The car park is above the manor with a short walk downhill through woodland to the gardens and manor itself. There are shuttle buggies for those who struggle with the hill. 

path through the woods

The grounds

I arrived before 11 when the house opens, so I could explore the gardens.  There’s plenty of different areas – a large picnic area in an orchard as you approach the stables, the walled garden, stables courtyard where there’s the National Trust café, gift shop and toilets, as well as a parterre behind the manor and various other walks around the grounds.  When I was there, there were runners around. With the manor overlooking a church and large sports ground area, people do roam up across the estate.

vew from hughenden
catkins hanging

The walled garden would look lovely once it was flowering and the fruit and veg more developed later in the year, but it was still a sweet walk around, complete with scarecrow and bug hotel.

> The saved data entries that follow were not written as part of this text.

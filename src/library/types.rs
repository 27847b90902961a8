//! Types for the skill library.

use serde::{Deserialize, Serialize};

/// A named, persisted, previously accepted function solution.
///
/// Immutable once stored; the only rename happens during collision
/// resolution before first storage.
#[derive(Debug, Clone, Serialize, Deserialize)]
pub struct Skill {
    pub code: String,
    /// Names of other skills this skill's code calls.
    #[serde(default)]
    pub dependencies: Vec<String>,
    /// Description of the task the skill originated from.
    #[serde(default)]
    pub task: String,
    pub description: String,
}

/// Payload handed to the store when archiving an accepted candidate.
#[derive(Debug, Clone)]
pub struct NewSkill {
    /// Explicit name; when empty the store derives it from the code.
    pub name: String,
    pub code: String,
    pub dependencies: Vec<String>,
    pub task: String,
}

/// What to do when a new skill's name collides with a stored one.
#[derive(Debug, Clone, Copy, PartialEq, Eq, Serialize, Deserialize)]
#[serde(rename_all = "kebab-case")]
pub enum DuplicateSkillPolicy {
    /// Structurally identical bodies are skipped; different bodies get a
    /// versioned name.
    SkipIfIdentical,
    /// Always store under the next versioned name.
    Version,
}

impl std::str::FromStr for DuplicateSkillPolicy {
    type Err = String;

    fn from_str(s: &str) -> Result<Self, Self::Err> {
        match s.to_lowercase().as_str() {
            "skip-if-identical" | "skip_if_identical" => Ok(Self::SkipIfIdentical),
            "version" => Ok(Self::Version),
            _ => Err(format!("invalid duplicate skill policy: {s}")),
        }
    }
}
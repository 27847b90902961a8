//! Persisted embedding index with cosine-distance search.
//!
//! Rows are held in memory and snapshotted to JSON; the owning store is
//! responsible for keeping row count in lockstep with its metadata map.

use std::path::PathBuf;

use serde::{Deserialize, Serialize};

use crate::error::CoreError;
use crate::storage;

#[derive(Debug, Clone, Serialize, Deserialize)]
struct IndexRow {
    key: String,
    embedding: Vec<f32>,
}

/// An in-memory vector index with a JSON snapshot on disk.
#[derive(Debug)]
pub struct VectorIndex {
    path: PathBuf,
    rows: Vec<IndexRow>,
}

impl VectorIndex {
    /// Open an index at `path`, loading the snapshot when `resume` is set
    /// and one exists.
    pub async fn open(path: PathBuf, resume: bool) -> Result<Self, CoreError> {
        let rows = if resume && path.exists() {
            storage::load_json(&path).await?
        } else {
            Vec::new()
        };
        Ok(Self { path, rows })
    }

    pub fn len(&self) -> usize {
        self.rows.len()
    }

    pub fn is_empty(&self) -> bool {
        self.rows.is_empty()
    }

    /// Add a row. The caller persists via [`VectorIndex::persist`] together
    /// with its metadata map.
    pub fn add(&mut self, key: String, embedding: Vec<f32>) {
        self.rows.push(IndexRow { key, embedding });
    }

    /// Snapshot the index to disk.
    pub async fn persist(&self) -> Result<(), CoreError> {
        storage::dump_json(&self.path, &self.rows).await
    }

    /// The `k` nearest rows to `query` by cosine distance, closest first.
    pub fn search(&self, query: &[f32], k: usize) -> Vec<(String, f32)> {
        let mut scored: Vec<(String, f32)> = self
            .rows
            .iter()
            .map(|row| (row.key.clone(), cosine_distance(query, &row.embedding)))
            .collect();
        scored.sort_by(|a, b| a.1.partial_cmp(&b.1).unwrap_or(std::cmp::Ordering::Equal));
        scored.truncate(k);
        scored
    }
}

/// Cosine distance in [0, 2]; degenerate vectors are treated as maximally
/// distant from everything.
fn cosine_distance(a: &[f32], b: &[f32]) -> f32 {
    let dot: f32 = a.iter().zip(b.iter()).map(|(x, y)| x * y).sum();
    let norm_a: f32 = a.iter().map(|x| x * x).sum::<f32>().sqrt();
    let norm_b: f32 = b.iter().map(|x| x * x).sum::<f32>().sqrt();
    if norm_a == 0.0 || norm_b == 0.0 {
        return 1.0;
    }
    1.0 - dot / (norm_a * norm_b)
}

#[cfg(test)]
mod tests {
    use super::*;

    #[tokio::test]
    async fn search_orders_by_distance() {
        let dir = tempfile::tempdir().unwrap();
        let mut index = VectorIndex::open(dir.path().join("index.json"), false)
            .await
            .unwrap();

        index.add("x".to_string(), vec![1.0, 0.0]);
        index.add("y".to_string(), vec![0.0, 1.0]);
        index.add("xy".to_string(), vec![1.0, 1.0]);

        let hits = index.search(&[1.0, 0.0], 2);
        assert_eq!(hits.len(), 2);
        assert_eq!(hits[0].0, "x");
        assert!(hits[0].1 < 1e-6);
        assert_eq!(hits[1].0, "xy");
    }

    #[tokio::test]
    async fn persists_and_resumes() {
        let dir = tempfile::tempdir().unwrap();
        let path = dir.path().join("index.json");

        let mut index = VectorIndex::open(path.clone(), false).await.unwrap();
        index.add("a".to_string(), vec![0.5, 0.5]);
        index.persist().await.unwrap();

        let resumed = VectorIndex::open(path.clone(), true).await.unwrap();
        assert_eq!(resumed.len(), 1);

        let fresh = VectorIndex::open(path, false).await.unwrap();
        assert!(fresh.is_empty());
    }

    #[test]
    fn identical_vectors_have_zero_distance() {
        let d = cosine_distance(&[0.3, 0.7], &[0.3, 0.7]);
        assert!(d.abs() < 1e-6);
        assert_eq!(cosine_distance(&[0.0, 0.0], &[1.0, 0.0]), 1.0);
    }
}
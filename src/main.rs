//! skillforge - training loop entry point.
//!
//! Proposes tasks, rolls them out and grows the skill library, one task at
//! a time.

use std::sync::Arc;

use skillforge::config::Config;
use skillforge::curriculum::Curriculum;
use skillforge::error::CoreError;
use skillforge::executor::PythonSandbox;
use skillforge::library::SkillStore;
use skillforge::oracle::{Embedder, OpenRouterEmbedder, OpenRouterOracle};
use skillforge::rollout::RolloutController;
use tracing::{error, info};
use tracing_subscriber::{layer::SubscriberExt, util::SubscriberInitExt};

#[tokio::main]
async fn main() -> anyhow::Result<()> {
    tracing_subscriber::registry()
        .with(
            tracing_subscriber::EnvFilter::try_from_default_env()
                .unwrap_or_else(|_| "skillforge=info".into()),
        )
        .with(tracing_subscriber::fmt::layer())
        .init();

    let config = Config::from_env()?;
    info!(
        "loaded configuration: model={}, checkpoint_root={}, resume={}",
        config.model,
        config.checkpoint_root.display(),
        config.resume
    );

    let oracle = Arc::new(OpenRouterOracle::new(
        config.api_key.clone(),
        config.model.clone(),
        config.qa_model.clone(),
        config.parse_retries,
    ));
    let embedder: Arc<dyn Embedder> = Arc::new(OpenRouterEmbedder::new(
        config.api_key.clone(),
        config.embed_model.clone(),
        config.embed_dimension,
    ));
    let sandbox = Arc::new(PythonSandbox::new(
        config.python_bin.clone(),
        config.execution_timeout,
    ));

    let library = SkillStore::open(
        &config.checkpoint_root,
        &config.skill_store_name,
        config.resume,
        config.duplicate_skill_policy,
        config.skill_files,
        embedder.clone(),
    )
    .await?;
    info!("skill store open with {} skills", library.len());

    let curriculum = Curriculum::open(
        &config.checkpoint_root,
        config.resume,
        config.max_propose_retries,
        config.allowed_modules.clone(),
        embedder,
        oracle.clone(),
        oracle.clone(),
    )
    .await?;

    let mut controller = RolloutController::new(
        &config.checkpoint_root,
        config.rollout_config(),
        config.analyzer_policy(),
        library,
        curriculum,
        oracle.clone(),
        sandbox,
        oracle.clone(),
        oracle,
    );

    for step in 1..=config.train_steps {
        info!("train step {step}/{}", config.train_steps);
        match controller.train_step().await {
            Ok(success) => {
                info!(
                    "train step {step} finished: {}",
                    if success { "task completed" } else { "task failed" }
                );
            }
            Err(err @ CoreError::ProposalExhausted) => {
                error!("stopping run: {err}");
                return Err(err.into());
            }
            Err(err) => {
                error!("stopping run on store error: {err}");
                return Err(err.into());
            }
        }
    }

    info!(
        "run finished: {} skills stored, {} tasks completed, {} failed",
        controller.library().len(),
        controller.curriculum().completed().len(),
        controller.curriculum().failed().len()
    );
    Ok(())
}
//! Dependency-closure resolver.
//!
//! Stitches a candidate together with the transitive set of archived skills
//! it calls, producing one executable unit. Emitted order is the reverse of
//! discovery order with the candidate last; names are marked visited before
//! expansion, so dependency cycles terminate.

use std::collections::{BTreeMap, BTreeSet, VecDeque};

use crate::library::Skill;

/// Assemble the candidate's code preceded by every transitively required
/// skill body, each appearing exactly once.
///
/// `tables` are consulted in order; the first hit wins. A name missing from
/// all tables is logged and skipped; it only surfaces if the assembled
/// unit later fails to execute.
pub fn assemble_unit(
    candidate_code: &str,
    dependency_names: &BTreeSet<String>,
    tables: &[&BTreeMap<String, Skill>],
) -> String {
    let mut queue: VecDeque<String> = dependency_names.iter().cloned().collect();
    let mut visited: BTreeSet<String> = BTreeSet::new();
    let mut dependent_code: Vec<String> = Vec::new();

    while let Some(name) = queue.pop_front() {
        if visited.contains(&name) {
            continue;
        }
        let hit = tables.iter().find_map(|table| table.get(&name));
        match hit {
            Some(skill) => {
                dependent_code.push(skill.code.clone());
                visited.insert(name);
                queue.extend(skill.dependencies.iter().cloned());
            }
            None => {
                tracing::warn!("{} is a dependency not found in any skill table", name);
            }
        }
    }

    dependent_code.reverse();
    dependent_code.push(candidate_code.to_string());
    dependent_code.join("\n\n")
}

#[cfg(test)]
mod tests {
    use super::*;

    fn skill(code: &str, dependencies: &[&str]) -> Skill {
        Skill {
            code: code.to_string(),
            dependencies: dependencies.iter().map(|s| s.to_string()).collect(),
            task: String::new(),
            description: String::new(),
        }
    }

    fn deps(names: &[&str]) -> BTreeSet<String> {
        names.iter().map(|s| s.to_string()).collect()
    }

    #[test]
    fn chain_assembles_dependencies_first() {
        let mut table = BTreeMap::new();
        table.insert("a".to_string(), skill("def a():\n    return 1", &[]));
        table.insert("b".to_string(), skill("def b():\n    return a()", &["a"]));

        let candidate = "def main_fn():\n    return b()";
        let unit = assemble_unit(candidate, &deps(&["b"]), &[&table]);

        let pos_a = unit.find("def a()").unwrap();
        let pos_b = unit.find("def b()").unwrap();
        let pos_main = unit.find("def main_fn()").unwrap();
        assert!(pos_a < pos_b && pos_b < pos_main);
        assert_eq!(unit.matches("def a()").count(), 1);
        assert_eq!(unit.matches("def b()").count(), 1);
    }

    #[test]
    fn cycle_terminates_with_each_skill_once() {
        let mut table = BTreeMap::new();
        table.insert("a".to_string(), skill("def a():\n    return b()", &["b"]));
        table.insert("b".to_string(), skill("def b():\n    return a()", &["a"]));

        let unit = assemble_unit("def main_fn():\n    return a()", &deps(&["a"]), &[&table]);

        assert_eq!(unit.matches("def a():").count(), 1);
        assert_eq!(unit.matches("def b():").count(), 1);
        assert!(unit.ends_with("def main_fn():\n    return a()"));
    }

    #[test]
    fn missing_dependency_is_skipped() {
        let table: BTreeMap<String, Skill> = BTreeMap::new();
        let unit = assemble_unit("def f():\n    return ghost()", &deps(&["ghost"]), &[&table]);
        assert_eq!(unit, "def f():\n    return ghost()");
    }

    #[test]
    fn first_table_wins() {
        let mut first = BTreeMap::new();
        first.insert("util".to_string(), skill("def util():\n    return 'first'", &[]));
        let mut second = BTreeMap::new();
        second.insert("util".to_string(), skill("def util():\n    return 'second'", &[]));

        let unit = assemble_unit("def f():\n    return util()", &deps(&["util"]), &[&first, &second]);
        assert!(unit.contains("'first'"));
        assert!(!unit.contains("'second'"));
    }

    #[test]
    fn no_dependencies_yields_candidate_only() {
        let table: BTreeMap<String, Skill> = BTreeMap::new();
        let unit = assemble_unit("def f():\n    return 1", &BTreeSet::new(), &[&table]);
        assert_eq!(unit, "def f():\n    return 1");
    }
}
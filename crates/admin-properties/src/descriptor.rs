use crate::{classify::classify, kind::PropertyKind};
use schema_model::core::{column::ColumnDescriptor, sql_type::SqlType};
use serde::{Deserialize, Serialize};

// Audit columns maintained by the persistence layer; never hand-edited.
const COL_CREATED_AT: &str = "createdAt";
const COL_UPDATED_AT: &str = "updatedAt";

/// UI-facing metadata of one column.
///
/// Built once per column when the owning table is mapped, immutable after.
/// `path` mirrors the column name; `position` is the caller-assigned ordinal.
#[derive(Debug, Clone, Serialize, Deserialize, PartialEq)]
pub struct PropertyDescriptor {
    path: String,
    column: ColumnDescriptor,
    position: usize,
    reference: Option<String>,
}

impl PropertyDescriptor {
    pub fn new(column: ColumnDescriptor, position: usize, reference: Option<String>) -> Self {
        Self {
            path: column.name.clone(),
            column,
            position,
            reference,
        }
    }

    pub fn from_column(column: ColumnDescriptor) -> Self {
        Self::new(column, 0, None)
    }

    pub fn path(&self) -> &str {
        &self.path
    }

    pub fn position(&self) -> usize {
        self.position
    }

    pub fn reference(&self) -> Option<&str> {
        self.reference.as_deref()
    }

    pub fn kind(&self) -> PropertyKind {
        classify(&self.column, self.reference.as_deref())
    }

    pub fn is_id(&self) -> bool {
        self.column.is_primary_key
    }

    /// Audit columns and the primary key are owned by the system, not the form.
    pub fn is_editable(&self) -> bool {
        !self.is_id() && self.column.name != COL_CREATED_AT && self.column.name != COL_UPDATED_AT
    }

    pub fn is_required(&self) -> bool {
        self.column.not_null
    }

    pub fn is_sortable(&self) -> bool {
        self.kind() != PropertyKind::Reference
    }

    pub fn is_enum(&self) -> bool {
        match self.column.sql_type {
            SqlType::Enum => true,
            SqlType::Text | SqlType::VarChar => self
                .column
                .enum_values
                .as_ref()
                .is_some_and(|values| !values.is_empty()),
            _ => false,
        }
    }

    /// The declared value set, verbatim and in declaration order. `None` when
    /// the column is not an enum; an empty set is never invented.
    pub fn available_values(&self) -> Option<&[String]> {
        if self.is_enum() {
            self.column.enum_values.as_deref()
        } else {
            None
        }
    }
}

#[cfg(test)]
mod tests {
    use super::*;

    fn status_column() -> ColumnDescriptor {
        ColumnDescriptor {
            name: "status".to_string(),
            sql_type: SqlType::VarChar,
            is_primary_key: false,
            not_null: true,
            has_default: false,
            enum_values: Some(vec!["a".to_string(), "b".to_string()]),
        }
    }

    #[test]
    fn varchar_with_value_set_is_a_string_enum() {
        let prop = PropertyDescriptor::from_column(status_column());

        assert_eq!(prop.kind(), PropertyKind::String);
        assert!(prop.is_enum());
        assert_eq!(
            prop.available_values(),
            Some(&["a".to_string(), "b".to_string()][..])
        );
        assert!(prop.is_required());
        assert!(prop.is_editable());
        assert!(prop.is_sortable());
    }

    #[test]
    fn serial_primary_key_is_a_read_only_id() {
        let prop =
            PropertyDescriptor::from_column(ColumnDescriptor::primary_key("id", SqlType::Serial));

        assert_eq!(prop.kind(), PropertyKind::Number);
        assert!(prop.is_id());
        assert!(!prop.is_editable());
    }

    #[test]
    fn nullable_jsonb_is_optional_mixed() {
        let prop =
            PropertyDescriptor::from_column(ColumnDescriptor::new("metadata", SqlType::Jsonb));

        assert_eq!(prop.kind(), PropertyKind::Mixed);
        assert!(!prop.is_required());
    }

    #[test]
    fn audit_columns_are_locked_case_sensitively() {
        for name in ["createdAt", "updatedAt"] {
            let prop =
                PropertyDescriptor::from_column(ColumnDescriptor::new(name, SqlType::Timestamp));
            assert!(!prop.is_editable());
        }

        let prop =
            PropertyDescriptor::from_column(ColumnDescriptor::new("created_at", SqlType::Timestamp));
        assert!(prop.is_editable());
    }

    #[test]
    fn referenced_column_is_a_link_and_not_sortable() {
        let prop = PropertyDescriptor::new(
            ColumnDescriptor::new("author_id", SqlType::Integer),
            3,
            Some("users".to_string()),
        );

        assert_eq!(prop.kind(), PropertyKind::Reference);
        assert!(!prop.is_sortable());
        assert_eq!(prop.reference(), Some("users"));
        assert_eq!(prop.position(), 3);
    }

    #[test]
    fn unknown_type_stays_sortable() {
        let prop = PropertyDescriptor::from_column(ColumnDescriptor::new(
            "x",
            SqlType::Custom("ltree".to_string()),
        ));

        assert_eq!(prop.kind(), PropertyKind::Unknown);
        assert!(prop.is_sortable());
    }

    #[test]
    fn enum_tag_without_declared_values_yields_no_set() {
        let prop = PropertyDescriptor::from_column(ColumnDescriptor::new("mood", SqlType::Enum));

        assert!(prop.is_enum());
        assert_eq!(prop.available_values(), None);
    }

    #[test]
    fn text_with_empty_value_set_is_not_an_enum() {
        let mut column = ColumnDescriptor::new("notes", SqlType::Text);
        column.enum_values = Some(vec![]);
        let prop = PropertyDescriptor::from_column(column);

        assert!(!prop.is_enum());
        assert_eq!(prop.available_values(), None);
    }

    #[test]
    fn path_mirrors_column_name() {
        let prop = PropertyDescriptor::from_column(ColumnDescriptor::new("title", SqlType::Text));
        assert_eq!(prop.path(), "title");
        assert_eq!(prop.position(), 0);
    }
}
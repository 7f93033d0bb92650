use crate::error::SchemaModelError;
use lazy_static::lazy_static;
use serde::{Deserialize, Serialize};
use std::{borrow::Cow, collections::HashMap, fmt};

/// Tag assigned to a column at schema-declaration time.
///
/// Columns outside the closed set (user-defined domains, extension types)
/// carry their raw type name in `Custom`.
#[derive(Debug, Clone, Serialize, Deserialize, PartialEq, Eq)]
pub enum SqlType {
    Serial,
    SmallSerial,
    BigSerial,
    Integer,
    SmallInt,
    BigInt,
    Numeric,
    Real,
    DoublePrecision,
    Text,
    VarChar,
    Enum,
    Boolean,
    Time,
    Timestamp,
    Date,
    Json,
    Jsonb,
    Interval,
    Uuid,
    Custom(String),
}

lazy_static! {
    static ref POSTGRES_TYPE_MAP: HashMap<&'static str, SqlType> = build_postgres_type_map();
}

impl SqlType {
    /// Resolves a Postgres type name (canonical or alias, any case) to its tag.
    pub fn from_postgres_name(type_name: &str) -> Result<Self, SchemaModelError> {
        let normalized = Self::normalize_type_name(type_name);
        POSTGRES_TYPE_MAP
            .get(normalized.as_str())
            .cloned()
            .ok_or_else(|| SchemaModelError::UnrecognizedColumnType(type_name.to_string()))
    }

    pub fn postgres_name(&self) -> Cow<'_, str> {
        match self {
            SqlType::Serial => Cow::Borrowed("SERIAL"),
            SqlType::SmallSerial => Cow::Borrowed("SMALLSERIAL"),
            SqlType::BigSerial => Cow::Borrowed("BIGSERIAL"),
            SqlType::Integer => Cow::Borrowed("INTEGER"),
            SqlType::SmallInt => Cow::Borrowed("SMALLINT"),
            SqlType::BigInt => Cow::Borrowed("BIGINT"),
            SqlType::Numeric => Cow::Borrowed("NUMERIC"),
            SqlType::Real => Cow::Borrowed("REAL"),
            SqlType::DoublePrecision => Cow::Borrowed("DOUBLE PRECISION"),
            SqlType::Text => Cow::Borrowed("TEXT"),
            SqlType::VarChar => Cow::Borrowed("VARCHAR"),
            SqlType::Enum => Cow::Borrowed("ENUM"),
            SqlType::Boolean => Cow::Borrowed("BOOLEAN"),
            SqlType::Time => Cow::Borrowed("TIME"),
            SqlType::Timestamp => Cow::Borrowed("TIMESTAMP"),
            SqlType::Date => Cow::Borrowed("DATE"),
            SqlType::Json => Cow::Borrowed("JSON"),
            SqlType::Jsonb => Cow::Borrowed("JSONB"),
            SqlType::Interval => Cow::Borrowed("INTERVAL"),
            SqlType::Uuid => Cow::Borrowed("UUID"),
            SqlType::Custom(name) => Cow::Borrowed(name),
        }
    }

    fn normalize_type_name(type_name: &str) -> String {
        type_name.trim().to_uppercase()
    }
}

impl TryFrom<&str> for SqlType {
    type Error = SchemaModelError;

    fn try_from(s: &str) -> Result<Self, Self::Error> {
        SqlType::from_postgres_name(s)
    }
}

impl fmt::Display for SqlType {
    fn fmt(&self, f: &mut fmt::Formatter<'_>) -> fmt::Result {
        write!(f, "{}", self.postgres_name())
    }
}

fn build_postgres_type_map() -> HashMap<&'static str, SqlType> {
    use SqlType::*;

    let entries = [
        ("SERIAL", Serial),
        ("SERIAL4", Serial),
        ("SMALLSERIAL", SmallSerial),
        ("SERIAL2", SmallSerial),
        ("BIGSERIAL", BigSerial),
        ("SERIAL8", BigSerial),
        ("INTEGER", Integer),
        ("INT", Integer),
        ("INT4", Integer),
        ("SMALLINT", SmallInt),
        ("INT2", SmallInt),
        ("BIGINT", BigInt),
        ("INT8", BigInt),
        ("NUMERIC", Numeric),
        ("DECIMAL", Numeric),
        ("REAL", Real),
        ("FLOAT4", Real),
        ("DOUBLE PRECISION", DoublePrecision),
        ("FLOAT8", DoublePrecision),
        ("TEXT", Text),
        ("VARCHAR", VarChar),
        ("CHARACTER VARYING", VarChar),
        ("ENUM", Enum),
        ("BOOLEAN", Boolean),
        ("BOOL", Boolean),
        ("TIME", Time),
        ("TIME WITHOUT TIME ZONE", Time),
        ("TIME WITH TIME ZONE", Time),
        ("TIMETZ", Time),
        ("TIMESTAMP", Timestamp),
        ("TIMESTAMP WITHOUT TIME ZONE", Timestamp),
        ("TIMESTAMP WITH TIME ZONE", Timestamp),
        ("TIMESTAMPTZ", Timestamp),
        ("DATE", Date),
        ("JSON", Json),
        ("JSONB", Jsonb),
        ("INTERVAL", Interval),
        ("UUID", Uuid),
    ];

    let mut map = HashMap::new();
    for (name, sql_type) in entries {
        map.insert(name, sql_type);
    }
    map
}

pot in the middle of the vegetable garden
stableyard cafe and shops at hughenden
bug hotel at hughenden gardens
funny wall hangings

The parterre wasn’t as I expected, a formal display of flowers and hedges, but more a terrace and grass area overlooking the wider countryside, with fountain and statues. There was plenty for me to get my camera out for – it’s nice to see the flowers starting to emerge.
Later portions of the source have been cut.